The Federal Trade Commission has given final approval to a consent agreement with Del Monte Corporation and Pacific Coast Producers (PCP) settling charges that their supply and purchase option agreements -- under which Del Monte effectively took over PCP's canned fruit business -- violated federal antitrust laws by eliminating PCP as a substantial and direct competitor to Del Monte. The FTC alleged that under the terms of the supply agreement, PCP manufactures the canned fruit, and Del Monte markets it. The complaint charged that Del Monte makes all of the pricing decisions, arranges the orders with customers, and directs PCP as to what products Del Monte will need manufactured for the coming pack year. The Commission's action makes the consent order provisions binding on the respondents.
Del Monte and PCP are among the leading producers of canned peaches, pears, fruit cocktail and fruit mix in the United States. Del Monte Corporation, a wholly-owned subsidiary of Del Monte Foods Company, is based in San Francisco, California.
Pacific Coast Producers is based in Lodi, California.
The final order requires PCP and Del Monte to terminate the purchase option agreement and the provisions of the supply agreement that relate to planning for the 1995 canning season within three days after the order becomes final, and to terminate the remaining provisions of the supply agreement by June 30, 1995.
In addition, the order requires Del Monte to obtain FTC approval:
- for 10 years, before purchasing the stock or assets of a U.S. canned-fruit manufacturer (with certain minimum- purchase exceptions, and to give the Commission 30 days' notice of certain asset acquisitions below the minimum);
- for 10 years, before entering into any purchase or mar- keting agreement with a competitor (except for purchases in the on-the-spot market);
- for 10 years, before having canned fruit packed on Del Monte's behalf by Tri Valley Growers or PCP, except under certain strictly-defined conditions (the FTC noted with regard to this provision that PCP packed canned fruit for Del Monte prior to entering into the challenged supply and purchase option agreements); and
- for five years, before entering into co-pack agreements (arranging for others to pack canned fruit for Del Monte) with competitors, other than Tri Valley or PCP, and to give the Commission 30 days' notice before entering into co-pack agreements with competitors for five years thereafter.
The consent agreement was announced for public comment on Jan. 9, 1995. The Commission vote to issue it in final form occurred on April 11, and was 4-0. In a separate concurring statement, Commissioner Roscoe B. Starek, III, said: "As a general proposition, I prefer clear, simple, easily enforceable cease-and-desist language over orders that establish complex metes and bounds for permissible conduct." But despite the detailed nature of some provisions of the order, said Starek, "the order is unlikely to place undue constraints on the parties' operations."
NOTE: A consent agreement is for settlement purposes only and does not constitute an admission of a law violation.
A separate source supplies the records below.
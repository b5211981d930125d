//! Hyperlinks, wiki links and links into a Trac server.

use crate::common::{html, trac_html, trac_with_pattern, trac_with_server};
use pretty_assertions::assert_eq;

fn server_html(source: &str) -> String {
    html(&trac_with_server(), source)
}

fn anchor(path: &str, text: &str) -> String {
    format!("<p><a href=\"http://trac.edgewall.org{path}\">{text}</a></p>")
}

#[test]
fn test_hyperlink() {
    assert_eq!(
        trac_html("[http://example.com Example]"),
        "<p><a href=\"http://example.com\">Example</a></p>"
    );
    assert_eq!(
        trac_html("[http://example.com]"),
        "<p><a href=\"http://example.com\">http://example.com</a></p>"
    );
}

#[test]
fn test_raw_url() {
    assert_eq!(
        trac_html("see http://example.com."),
        "<p>see <a href=\"http://example.com\">http://example.com</a>.</p>"
    );
}

#[test]
fn test_internal_link() {
    assert_eq!(
        trac_html("[wiki:WikiStart Start page]"),
        "<p><a href=\"WikiStart\">Start page</a></p>"
    );
    assert_eq!(
        trac_html("wiki:WikiStart"),
        "<p><a href=\"WikiStart\">WikiStart</a></p>"
    );
}

#[test]
fn test_wiki_word() {
    assert_eq!(
        trac_html("a WikiWord here"),
        "<p>a <a href=\"WikiWord\">WikiWord</a> here</p>"
    );
    assert_eq!(
        html(&trac_with_pattern("/wiki/{0}"), "WikiWord"),
        "<p><a href=\"/wiki/WikiWord\">WikiWord</a></p>"
    );
}

#[test]
fn test_wiki_word_negatives() {
    assert_eq!(trac_html("Wiki"), "<p>Wiki</p>");
    assert_eq!(trac_html("WIKIWORD"), "<p>WIKIWORD</p>");
    assert_eq!(trac_html("aWikiWord"), "<p>aWikiWord</p>");
}

#[test]
fn test_wiki_word_escaped() {
    assert_eq!(trac_html("!WikiWord"), "<p>WikiWord</p>");
}

#[test]
fn test_trac_links_without_server_are_text() {
    assert_eq!(trac_html("#1 r1 ticket:1"), "<p>#1 r1 ticket:1</p>");
}

#[test]
fn test_ticket() {
    assert_eq!(server_html("#1"), anchor("/ticket/1", "#1"));
    assert_eq!(server_html("ticket:1"), anchor("/ticket/1", "ticket:1"));
    assert_eq!(server_html("a#1"), "<p>a#1</p>");
}

#[test]
fn test_ticket_comment() {
    assert_eq!(
        server_html("comment:1:ticket:2"),
        anchor("/ticket/2#comment:1", "comment:1:ticket:2")
    );
}

#[test]
fn test_attachment() {
    assert_eq!(
        server_html("attachment:foo.txt:ticket:1"),
        anchor("/ticket/1/foo.txt", "attachment:foo.txt:ticket:1")
    );
}

#[test]
fn test_changeset() {
    assert_eq!(server_html("r1"), anchor("/changeset/1", "r1"));
    assert_eq!(server_html("[1]"), anchor("/changeset/1", "[1]"));
    assert_eq!(server_html("changeset:1"), anchor("/changeset/1", "changeset:1"));
    assert_eq!(
        server_html("changeset:1/trunk"),
        anchor("/changeset/1/trunk", "changeset:1/trunk")
    );
    assert_eq!(server_html("ar1"), "<p>ar1</p>");
}

#[test]
fn test_revision_log() {
    assert_eq!(server_html("r1:3"), anchor("/log/?revs=1-3", "r1:3"));
    assert_eq!(server_html("[1:3]"), anchor("/log/?revs=1-3", "[1:3]"));
    assert_eq!(
        server_html("log:trunk@1:3"),
        anchor("/log/trunk?revs=1-3", "log:trunk@1:3")
    );
}

#[test]
fn test_report_and_milestone() {
    assert_eq!(server_html("report:1"), anchor("/report/1", "report:1"));
    assert_eq!(
        server_html("milestone:1.0"),
        anchor("/milestone/1.0", "milestone:1.0")
    );
}

#[test]
fn test_source() {
    assert_eq!(
        server_html("source:/trunk/COPYING"),
        anchor("/browser/trunk/COPYING", "source:/trunk/COPYING")
    );
    assert_eq!(
        server_html("source:/trunk/COPYING@200#L26"),
        anchor(
            "/browser/trunk/COPYING?rev=200#L26",
            "source:/trunk/COPYING@200#L26"
        )
    );
}

#[test]
fn test_escaped_ticket() {
    assert_eq!(server_html("!#1"), "<p>#1</p>");
}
When the Commission issues a consent order on a final basis, it carries the force of law with respect to future actions. Each violation of such an order may result in a civil penalty of up to $10,000.
A news release summarizing the complaint and consent agree- ment was issued at the time the Commission accepted the consent agreements for public comment. Copies of that release, the complaint and final order, and other documents and news releases associated with this case, are available from the FTC's Public Reference Branch, Room 130, 6th Street and Pennsylvania Avenue, N.W., Washington, D.C. 20580.